O Pároco, sabendo da iminência da excomunhão que seria lida na Rádio
Difusora, partiu de Quipapá com a ideia de também usar o microfone para se
defender. Tomou o trem e, já em Garanhuns, seguiu de táxi para a rádio. Mas foi
proibido de entrar e falar. Enfurecido, seguiu para a casa do Bispo. Era perto
das 18h30. “Dom Expedito tinha acabado de jantar quando bateram à porta. Assim
que ele abriu, padre Hosana, sem dar uma palavra, disparou três vezes à queima
roupa. Um tiro no braço e dois no tórax”, contou a missionária Terezinha Araújo
Correia, 60 anos, atual curadora do Memorial Dom Expedito Lopes, localizado aqui
em Garanhuns. Tudo foi muito rápido. Hosana fugiu para o Mosteiro de São Bento,
confessou o crime e pediu proteção de vida, já prevendo que seria caçado pelas
autoridades. Enquanto isso, a agonia do bispo ganhava as ruas. Sem ambulância
na cidade, ele foi transportado para o hospital na própria cama, colocada sobre
uma caminhonete. Na unidade de saúde, recebeu apenas transfusões de sangue e
depois de oito horas, já na madrugada do dia 2, morreu.
O NASCIMENTO DE UM MÁRTIR – Dom
Expedito Lopes era o 5ª bispo da Diocese de Garanhuns e o que menos tempo ficou
no posto. Em pouco mais de dois anos no cargo, foi assassinado.
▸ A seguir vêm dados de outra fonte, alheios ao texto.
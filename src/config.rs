//! Configuration
//!
//! `SessionConfig` holds the timer and buffer settings of a session.
//! `ClientConfig` is the command line of the terminal client; every flag
//! can also come from the environment.

use std::time::Duration;

use clap::Parser;

use crate::types::UserId;

/// Default debounce before emitting "stop typing"
pub const DEFAULT_TYPING_DEBOUNCE: Duration = Duration::from_millis(1000);

/// Default expiry of a remote typing indicator that is never refreshed
pub const DEFAULT_TYPING_SILENCE_TIMEOUT: Duration = Duration::from_secs(5);

/// Default channel buffer size for session commands
pub const DEFAULT_COMMAND_BUFFER: usize = 256;

/// Default channel buffer size for inbound transport events
pub const DEFAULT_INBOUND_BUFFER: usize = 64;

/// Session timer and buffer settings
#[derive(Debug, Clone)]
pub struct SessionConfig {
    /// Quiet period after the last keystroke before "stop typing"
    pub typing_debounce: Duration,
    /// Remote typing indicators expire after this much silence
    pub typing_silence_timeout: Duration,
    /// Command channel capacity of the driver
    pub command_buffer: usize,
    /// Inbound event channel capacity between transport and driver
    pub inbound_buffer: usize,
}

impl Default for SessionConfig {
    fn default() -> Self {
        Self {
            typing_debounce: DEFAULT_TYPING_DEBOUNCE,
            typing_silence_timeout: DEFAULT_TYPING_SILENCE_TIMEOUT,
            command_buffer: DEFAULT_COMMAND_BUFFER,
            inbound_buffer: DEFAULT_INBOUND_BUFFER,
        }
    }
}

/// Terminal chat client
#[derive(Debug, Clone, Parser)]
#[command(name = "chat_room_client", version, about = "Room-scoped terminal chat client")]
pub struct ClientConfig {
    /// Local user id
    #[arg(long, env = "CHAT_USER_ID")]
    pub user_id: u64,

    /// WebSocket endpoint for room signals
    #[arg(long, env = "CHAT_WS_URL", default_value = "ws://127.0.0.1:8080/ws")]
    pub ws_url: String,

    /// Base URL of the HTTP API
    #[arg(long, env = "CHAT_API_URL", default_value = "http://127.0.0.1:8080")]
    pub api_url: String,

    /// Timeout for HTTP requests, in seconds
    #[arg(long, env = "CHAT_REQUEST_TIMEOUT_SECS", default_value_t = 10)]
    pub request_timeout_secs: u64,

    /// Base delay before reconnecting the socket, in milliseconds
    #[arg(long, env = "CHAT_RECONNECT_DELAY_MS", default_value_t = 1000)]
    pub reconnect_delay_ms: u64,

    /// Typing debounce, in milliseconds
    #[arg(long, env = "CHAT_TYPING_DEBOUNCE_MS", default_value_t = 1000)]
    pub typing_debounce_ms: u64,
}

impl ClientConfig {
    pub fn user(&self) -> UserId {
        UserId(self.user_id)
    }

    pub fn request_timeout(&self) -> Duration {
        Duration::from_secs(self.request_timeout_secs)
    }

    pub fn reconnect_delay(&self) -> Duration {
        Duration::from_millis(self.reconnect_delay_ms)
    }

    /// Session settings derived from the command line
    pub fn session_config(&self) -> SessionConfig {
        SessionConfig {
            typing_debounce: Duration::from_millis(self.typing_debounce_ms),
            ..SessionConfig::default()
        }
    }
}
Mas também
passou a ser aclamado como Santo pela população. “A morte chamou muito a
atenção das pessoas. Mesmo sabendo quem o feriu, ao invés de ficar revoltado,
ele logo perdoou seu algoz. E no leito de morte pedia repetidamente que
rezassem pelo padre Hosana”, comentou a missionária Terezinha. O sofrimento do
bispo já era encarado como um ato de fé de um mártir e, desde então, passaram a
dizer que ali estava um homem santo.
A religiosa Cândida Araújo, 87, velou a cabeceira da cama do Bispo no
hospital e é uma fervorosa defensora da santidade do Bispo. “Tenho fé de que
ainda verei dom Expedito no altar do Senhor.” A tesoureira da Cúria de
Garanhuns, irmã Joelma Pinto, disse que o processo estava parado e foi reaberto
em 2003, mas anda devagar. “Toda a parte que dependia de nós aqui no Brasil foi
feita. Existe uma parte posterior que é feita em Roma e depende de termos uma
pessoa lá, que tenha todas as competências necessárias para acompanhar o estudo
e fazer a position, que é um documento com todos os fatos, virtudes e relatos
de história de santidade dele”, explicou. Enquanto isso, o fervor na cidade não
esmorece. “Ainda hoje as intenções de missas de agradecimento à intercessão de
dom Expedito na Catedral continuam. São de três a cinco por mês, em
agradecimento por graças alcançadas”, afirmou a missionária Terezinha. (Reportagem de Renata Coutinho/Folha de Pernambuco.